The study, in the September issue of the journal Epidemiology, was led by researchers from the Massachusetts General Hospital’s department of psychiatry and the Harvard T.H. Chan School of Public Health. Dr. Jennifer Weuve, a BUSPH research associate of epidemiology and co-director of the AlzRisk database, was a co-author.
The research team analyzed 12 peer-reviewed epidemiologic studies that examined the relationship between late-in-life cognitive activities and the incidence of Alzheimer’s disease or other forms of dementia. The studies, selected on the basis of pre-specified criteria for the AlzRisk database, included almost 14,000 individual participants and consistently showed a benefit, sometimes substantial, for cognitive activity.
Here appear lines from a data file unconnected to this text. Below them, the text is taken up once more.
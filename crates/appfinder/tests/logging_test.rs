//! Tests for log stream setup.
//!
//! The global subscriber can be installed once per process, so only one
//! test here calls `init_logging`.

use appfinder::{LoggingConfig, init_logging, open_log_file};

#[test]
fn test_logs_are_appended_to_file() {
    let dir = tempfile::tempdir().unwrap();
    let path = dir.path().join("appfinder.log");
    std::fs::write(&path, "existing line\n").unwrap();

    init_logging(&LoggingConfig::new(&path)).unwrap();
    tracing::error!(chat_id = 42, "log stream check");

    let contents = std::fs::read_to_string(&path).unwrap();
    assert!(contents.starts_with("existing line\n"));
    assert!(contents.contains("log stream check"));
    assert!(contents.contains("chat_id=42"));

    // A second subscriber is refused.
    assert!(init_logging(&LoggingConfig::new(&path)).is_err());
}

#[test]
fn test_unwritable_destination_is_an_error() {
    let dir = tempfile::tempdir().unwrap();
    let path = dir.path().join("missing").join("appfinder.log");

    let err = open_log_file(&path).unwrap_err();
    assert!(err.message.contains("Cannot open log file"));
}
The analysis indicated that bias due to unmeasured factors was unlikely to account for all of the association, because the impact of such factors is likely to be considerably smaller than the observed effect.
“Ultimately, clinical trials with long-term follow-up are the surest way to definitively address reverse causation,” Dr. Weuve said. “Trials could also confront the vexing question of whether training to improve specific cognitive skills has benefits that extend into everyday functions.”